Don't know how I found your site but I printed your article on rearing to give to our trainer.... it really sounds so similar...here's the situation as written to another web site.... I am really trying hard to find out what the problem might be..... We live in Idaho. I really appreciate any suggestions. If you saw a video of our daughter riding this horse in early June you would not believe this is the horse that I am describing.... The reason that we bought her is because she is such a sweetheart. No one is riding this horse until we can figure this out. She gives no warning and flips quick. I checked with the AQHA and she does not have "Impressive" in her bloodlines...you can reach me at ***********.com... Thanks!
And includes emails (I'm assuming they're emails) she has sent to others...
I have a 4 year old quarter horse mare that our whole family has fallen in love with completely.... Today was a nightmare. We had sent this mare for 6 weeks training so that our 10 year old daughter would have a well trained horse..... no problems, smart mare, great stable..... we brought her home 3 weeks ago and have been bonding to this sweet horse. No problems other than a little nipping (read your answer about treats:-).....) and the fact that she does have a problem with her head..... swinging it up when you put on the bridle....... The halter goes on no problem.... she just drops her head in and we buckle it up.......In the past 3 weeks, we have been riding 3 times a week, longeing her before we ride... just in a pasture area, no rails..... so it's not the same set up as at the stable.... not the same discipline.... I have had a high school girl with lots of riding experience helping us with 2- 2hour lessons, great time, great experiences.... not hard work-outs, just riding around the corral, up and down the driveway.....and then 3 weeks later....
Today, our trainer (30 years experience) came to give our daughter her first lesson here at home.
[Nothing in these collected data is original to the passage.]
//! LLM client — OpenAI-compatible `/chat/completions` over HTTP.
//!
//! Works against hosted endpoints and local servers (LM Studio, Ollama).
//! One attempt per call; the engine's next cycle is the retry.

use std::time::Duration;

use serde::{Deserialize, Serialize};

use crate::config::ModelConfig;
use crate::provider::{CompletionProvider, CompletionRequest};
use crate::{AssistError, AssistResult};

#[derive(Debug, Serialize)]
struct ChatMessage<'a> {
    role: &'a str,
    content: &'a str,
}

#[derive(Debug, Serialize)]
struct ChatCompletionBody<'a> {
    model: &'a str,
    temperature: f64,
    messages: [ChatMessage<'a>; 2],
}

#[derive(Debug, Deserialize)]
struct ChatCompletionResponse {
    #[serde(default)]
    choices: Vec<Choice>,
}

#[derive(Debug, Deserialize)]
struct Choice {
    message: ChoiceMessage,
}

#[derive(Debug, Deserialize)]
struct ChoiceMessage {
    #[serde(default)]
    content: Option<String>,
}

pub struct OpenAiCompatClient {
    base_url: String,
    api_key: String,
    configured: bool,
}

impl OpenAiCompatClient {
    pub fn new(config: &ModelConfig) -> Self {
        Self {
            base_url: config.base_url.trim().trim_end_matches('/').to_string(),
            api_key: config.api_key.trim().to_string(),
            configured: config.has_api_key(),
        }
    }

    pub fn endpoint(&self) -> String {
        format!("{}/chat/completions", self.base_url)
    }
}

impl CompletionProvider for OpenAiCompatClient {
    fn id(&self) -> &str {
        "openai-compatible"
    }

    fn is_configured(&self) -> bool {
        self.configured
    }

    fn complete(&self, request: &CompletionRequest) -> AssistResult<String> {
        let url = self.endpoint();
        tracing::info!(
            model = %request.model,
            prompt_len = request.user_prompt.len(),
            timeout_secs = request.timeout_secs,
            "Completion request starting"
        );

        let body = ChatCompletionBody {
            model: &request.model,
            temperature: request.temperature,
            messages: [
                ChatMessage {
                    role: "system",
                    content: &request.system_prompt,
                },
                ChatMessage {
                    role: "user",
                    content: &request.user_prompt,
                },
            ],
        };

        let mut response = ureq::post(&url)
            .header("Authorization", &format!("Bearer {}", self.api_key))
            .header("Content-Type", "application/json")
            .config()
            .timeout_global(Some(Duration::from_secs(u64::from(request.timeout_secs))))
            .build()
            .send_json(&body)
            .map_err(|e| {
                tracing::warn!(url = %url, error = %e, "Completion request failed");
                AssistError::ModelCall(e.to_string())
            })?;

        let payload: ChatCompletionResponse = response
            .body_mut()
            .read_json()
            .map_err(|e| AssistError::ModelCall(format!("invalid completion payload: {}", e)))?;

        let content = first_choice_content(payload);
        tracing::info!(response_len = content.len(), "Completion request finished");
        Ok(content)
    }
}

/// Trimmed content of the first choice; empty when the model returned none.
fn first_choice_content(payload: ChatCompletionResponse) -> String {
    payload
        .choices
        .into_iter()
        .next()
        .and_then(|c| c.message.content)
        .map(|c| c.trim().to_string())
        .unwrap_or_default()
}

#[cfg(test)]
mod tests {
    use super::*;

    #[test]
    fn test_endpoint_trims_slash() {
        let cfg = ModelConfig {
            base_url: " http://127.0.0.1:1234/v1/ ".to_string(),
            ..ModelConfig::default()
        };
        assert_eq!(
            OpenAiCompatClient::new(&cfg).endpoint(),
            "http://127.0.0.1:1234/v1/chat/completions"
        );
    }

    #[test]
    fn test_placeholder_key_unconfigured() {
        let cfg = ModelConfig {
            api_key: "your_openai_api_key".to_string(),
            ..ModelConfig::default()
        };
        assert!(!OpenAiCompatClient::new(&cfg).is_configured());
    }

    #[test]
    fn test_body_shape() {
        let body = ChatCompletionBody {
            model: "m",
            temperature: 0.7,
            messages: [
                ChatMessage { role: "system", content: "s" },
                ChatMessage { role: "user", content: "u" },
            ],
        };
        let json = serde_json::to_value(&body).unwrap();
        assert_eq!(json["messages"][0]["role"], "system");
        assert_eq!(json["messages"][1]["content"], "u");
        assert_eq!(json["model"], "m");
    }

    #[test]
    fn test_first_choice_content() {
        let raw = r#"{"choices":[{"message":{"role":"assistant","content":"  [\"a\"] \n"}}]}"#;
        let payload: ChatCompletionResponse = serde_json::from_str(raw).unwrap();
        assert_eq!(first_choice_content(payload), "[\"a\"]");

        let empty: ChatCompletionResponse = serde_json::from_str(r#"{"choices":[]}"#).unwrap();
        assert_eq!(first_choice_content(empty), "");

        let null_content: ChatCompletionResponse =
            serde_json::from_str(r#"{"choices":[{"message":{"content":null}}]}"#).unwrap();
        assert_eq!(first_choice_content(null_content), "");
    }
}
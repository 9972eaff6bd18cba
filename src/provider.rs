//! Collaborator seams — clipboard, foreground app, model completion.
//!
//! The suggestion pipeline only talks to these traits. Concrete adapters live
//! in `platform` (clipboard, foreground) and `processing::llm_client` (model).

use crate::AssistResult;

/// System clipboard, text only.
pub trait ClipboardAccess {
    /// Current text content, `None` when empty, non-text or unreadable.
    fn read(&mut self) -> Option<String>;
    fn write(&mut self, text: &str) -> AssistResult<()>;
}

/// Frontmost application lookup.
pub trait ForegroundApp {
    /// Localized name of the frontmost app, `None` when undetermined.
    fn current_app_name(&self) -> Option<String>;
}

/// One chat completion call.
#[derive(Debug, Clone, PartialEq)]
pub struct CompletionRequest {
    pub system_prompt: String,
    pub user_prompt: String,
    pub model: String,
    pub temperature: f64,
    pub timeout_secs: u32,
}

/// Language model behind a system + user prompt pair.
///
/// Called from a worker thread, hence `Send + Sync`.
pub trait CompletionProvider: Send + Sync {
    fn id(&self) -> &str;

    /// False when the provider cannot possibly succeed (e.g. no API key).
    fn is_configured(&self) -> bool {
        true
    }

    /// Raw model text, or `AssistError::ModelCall` on network/HTTP/timeout failure.
    fn complete(&self, request: &CompletionRequest) -> AssistResult<String>;
}
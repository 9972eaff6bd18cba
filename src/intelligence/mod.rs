pub mod style_learner;
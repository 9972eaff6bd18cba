use chrono::{DateTime, SecondsFormat, Utc};

/// Current UTC time.
pub fn now() -> DateTime<Utc> {
    Utc::now()
}

/// ISO 8601 timestamp with second precision and a `Z` suffix.
pub fn to_iso8601(dt: &DateTime<Utc>) -> String {
    dt.to_rfc3339_opts(SecondsFormat::Secs, true)
}

/// Timestamp for feedback records and style profiles.
pub fn now_iso8601() -> String {
    to_iso8601(&now())
}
We longed great for a good 20 minutes in an open 70-90 ft area, our daughter rode for a good 15 minutes fine and then the horse didn't want to go..... Our daughter needed to be more aggressive, but the session was going so smooth. The horse again didn't want to move so the trainer had our daughter get off the horse. The trainer got on and rode fine for several minutes..... THEN comes the nightmare..... the horse out of the blue, rears up, falls back, the instructor scrambles off, and the horse stands. The instructor was thankfully not hurt but surprised at her behavior because it was totally out of her character (In her 6 weeks of training nothing like this happened at all).... she mounted again right away, rode the horse for several more minutes while the mare did great once again.... THEN as soon as she put just a little pressure on the large snaffle bit boom.... up again, horse falls back over again.
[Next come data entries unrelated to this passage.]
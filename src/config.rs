//! Assistant configuration — monitor, filter, context, style learning, model.
//!
//! Loaded once at startup from `{data_dir}/config.json`. Every field has a
//! default so partial documents are valid. No live reload.

use std::path::{Path, PathBuf};

use serde::{Deserialize, Serialize};

use crate::constants;
use crate::locale::Locale;

// ============================================================================
// MONITOR (foreground gating)
// ============================================================================

/// Foreground-app gating for clipboard polling.
#[derive(Debug, Clone, Serialize, Deserialize)]
#[serde(default)]
pub struct MonitorConfig {
    /// Only react while the target chat app is in front.
    pub target_app_only: bool,
    /// When the foreground app cannot be determined: reject instead of accept.
    pub strict_detection: bool,
    /// Substrings matched against the foreground app name.
    pub app_hints: Vec<String>,
}

impl Default for MonitorConfig {
    fn default() -> Self {
        Self {
            target_app_only: true,
            strict_detection: false,
            app_hints: vec!["WeChat".to_string(), "微信".to_string()],
        }
    }
}

// ============================================================================
// SELF MESSAGES
// ============================================================================

#[derive(Debug, Clone, Serialize, Deserialize)]
#[serde(default)]
pub struct SelfMessageConfig {
    /// Prefixes marking a copied line as written by the user.
    pub prefixes: Vec<String>,
    /// Optional display name; `"{name}:"` and `"{name}："` also mark own messages.
    pub my_name: String,
}

impl Default for SelfMessageConfig {
    fn default() -> Self {
        Self {
            prefixes: ["我:", "我：", "Me:", "Me："]
                .iter()
                .map(|s| s.to_string())
                .collect(),
            my_name: String::new(),
        }
    }
}

// ============================================================================
// CONTEXT MEMORY
// ============================================================================

#[derive(Debug, Clone, Serialize, Deserialize)]
#[serde(default)]
pub struct ContextConfig {
    pub enabled: bool,
    pub window_size: usize,
}

impl Default for ContextConfig {
    fn default() -> Self {
        Self {
            enabled: true,
            window_size: constants::DEFAULT_CONTEXT_WINDOW,
        }
    }
}

// ============================================================================
// STYLE LEARNING
// ============================================================================

#[derive(Debug, Clone, Serialize, Deserialize)]
#[serde(default)]
pub struct StyleConfig {
    pub enabled: bool,
    /// Feedback records required before a profile is derived.
    pub min_feedback: usize,
    /// Only the most recent N chosen replies feed the profile.
    pub max_samples: usize,
}

impl Default for StyleConfig {
    fn default() -> Self {
        Self {
            enabled: true,
            min_feedback: constants::DEFAULT_MIN_FEEDBACK_FOR_STYLE,
            max_samples: constants::DEFAULT_MAX_STYLE_SAMPLES,
        }
    }
}

// ============================================================================
// MODEL
// ============================================================================

/// OpenAI-compatible completion endpoint settings.
#[derive(Debug, Clone, Serialize, Deserialize)]
#[serde(default)]
pub struct ModelConfig {
    pub base_url: String,
    pub api_key: String,
    pub model: String,
    pub temperature: f64,
    pub timeout_secs: u32,
    /// Empty = locale default system prompt.
    pub system_prompt: String,
}

impl Default for ModelConfig {
    fn default() -> Self {
        Self {
            base_url: constants::DEFAULT_BASE_URL.to_string(),
            api_key: "no_need".to_string(),
            model: constants::DEFAULT_MODEL.to_string(),
            temperature: constants::DEFAULT_TEMPERATURE,
            timeout_secs: constants::DEFAULT_MODEL_TIMEOUT_SECS,
            system_prompt: String::new(),
        }
    }
}

impl ModelConfig {
    /// False for an empty key or the unedited placeholder.
    pub fn has_api_key(&self) -> bool {
        let key = self.api_key.trim();
        !key.is_empty() && key != constants::PLACEHOLDER_API_KEY
    }
}

// ============================================================================
// STORAGE
// ============================================================================

#[derive(Debug, Clone, Serialize, Deserialize, Default)]
#[serde(default)]
pub struct StorageConfig {
    /// Overrides the platform data directory for feedback, profile and logs.
    pub data_dir: Option<PathBuf>,
}

// ============================================================================
// ROOT
// ============================================================================

#[derive(Debug, Clone, Serialize, Deserialize)]
#[serde(default)]
pub struct AssistantConfig {
    pub poll_interval_ms: u64,
    pub locale: Locale,
    pub monitor: MonitorConfig,
    pub self_messages: SelfMessageConfig,
    pub context: ContextConfig,
    pub style: StyleConfig,
    pub model: ModelConfig,
    pub storage: StorageConfig,
}

impl Default for AssistantConfig {
    fn default() -> Self {
        Self {
            poll_interval_ms: constants::DEFAULT_POLL_INTERVAL_MS,
            locale: Locale::default(),
            monitor: MonitorConfig::default(),
            self_messages: SelfMessageConfig::default(),
            context: ContextConfig::default(),
            style: StyleConfig::default(),
            model: ModelConfig::default(),
            storage: StorageConfig::default(),
        }
    }
}

impl AssistantConfig {
    /// Load from `{data_dir}/config.json`, then apply the API key env override.
    /// Returns defaults if the file is missing or invalid.
    pub fn load() -> Self {
        let mut config = Self::load_from(&crate::storage::path_utils::config_path());
        if let Ok(key) = std::env::var(constants::API_KEY_ENV) {
            if !key.trim().is_empty() {
                config.model.api_key = key;
            }
        }
        config
    }

    pub fn load_from(config_path: &Path) -> Self {
        match std::fs::read_to_string(config_path) {
            Ok(content) => serde_json::from_str(&content).unwrap_or_else(|e| {
                tracing::warn!(
                    path = %config_path.display(),
                    error = %e,
                    "Invalid assistant config, using defaults"
                );
                Self::default()
            }),
            Err(_) => Self::default(),
        }
    }

    /// Save to `{data_dir}/config.json`.
    pub fn save(&self) -> Result<(), String> {
        self.save_to(&crate::storage::path_utils::config_path())
    }

    pub fn save_to(&self, config_path: &Path) -> Result<(), String> {
        if let Some(parent) = config_path.parent() {
            std::fs::create_dir_all(parent)
                .map_err(|e| format!("Failed to create config dir: {}", e))?;
        }
        let json = serde_json::to_string_pretty(self)
            .map_err(|e| format!("Failed to serialize config: {}", e))?;
        std::fs::write(config_path, json)
            .map_err(|e| format!("Failed to write config: {}", e))?;
        Ok(())
    }

    /// Directory holding feedback log, style profile and log file.
    pub fn data_dir(&self) -> PathBuf {
        self.storage
            .data_dir
            .clone()
            .unwrap_or_else(crate::storage::path_utils::data_dir)
    }

    /// Configured system prompt, or the locale default when blank.
    pub fn system_prompt(&self) -> String {
        if self.model.system_prompt.trim().is_empty() {
            self.locale.phrases().default_system_prompt.to_string()
        } else {
            self.model.system_prompt.clone()
        }
    }

    /// Context window, never below one message.
    pub fn context_window(&self) -> usize {
        self.context.window_size.max(1)
    }
}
By this time the trainer was bugged...... I wasn't sure if it was a contest of the wills.... but knew that the trainer was going to win, not the horse...... She put the horse back on the longe line and started again.... the horse reared again, repeat..... I am thinking holly smokes!.... where went our sweet horse! We repeat again.... this time the horse reared, went back 15 extra feet, stepping off a 8' edge of bank backwards down into a hole on her back.... I was sick.... I thought the horse had broken something for sure!...She just laid there until we pulled her up! She was unbelievably unhurt! I am still in a blur of the events.....
My first and utmost concern is safety! Good grief! If it had happen once.... I would have considered it an accident.... but 4 times???? Will this horse ever be safe for my daughter??? Can problems like this be resolved??? The only other clue that I might be able to add is that I just found out that the horse had gone to another trainer prior to our purchacing the horse.... If she had bad experience there ( her sensitive month??) I don't know if I would get the truth anyway.... The owner of the horse seemed to be very straight forth about the sale, guaranteeing the horse, but also saying the she was not selling her as a children's horse because of her young age.
We have now had the horse 2 months. We had a horse dentist look at her mouth a month a ago to make sure everything was fine teeth wise and bit wise.... we used a large rubber bit in training..... we just love this horse! Help! Do I ever trust her again???? I am so appreciative of your web site..... what great information!... and I did read about the other horse with a somewhat similar situation....Please answer soon! Thanks so much!
I thought that I might ask your opinion on a couple of more questions (previous question posted here).... Sometimes I not sure if I have a horse problem or a "horse-people" problem..... You seem to have the most common sense approach.... We left the horse alone for three weeks, except for longing....lunging (sp?) and she did just fine. Had a trainer scheduled to come and ride her here at our home. He arrived and told us that she needed 90 days training at their place. I decided that if I was going to send the horse out again that I would stick with the people that I know and trust the most.....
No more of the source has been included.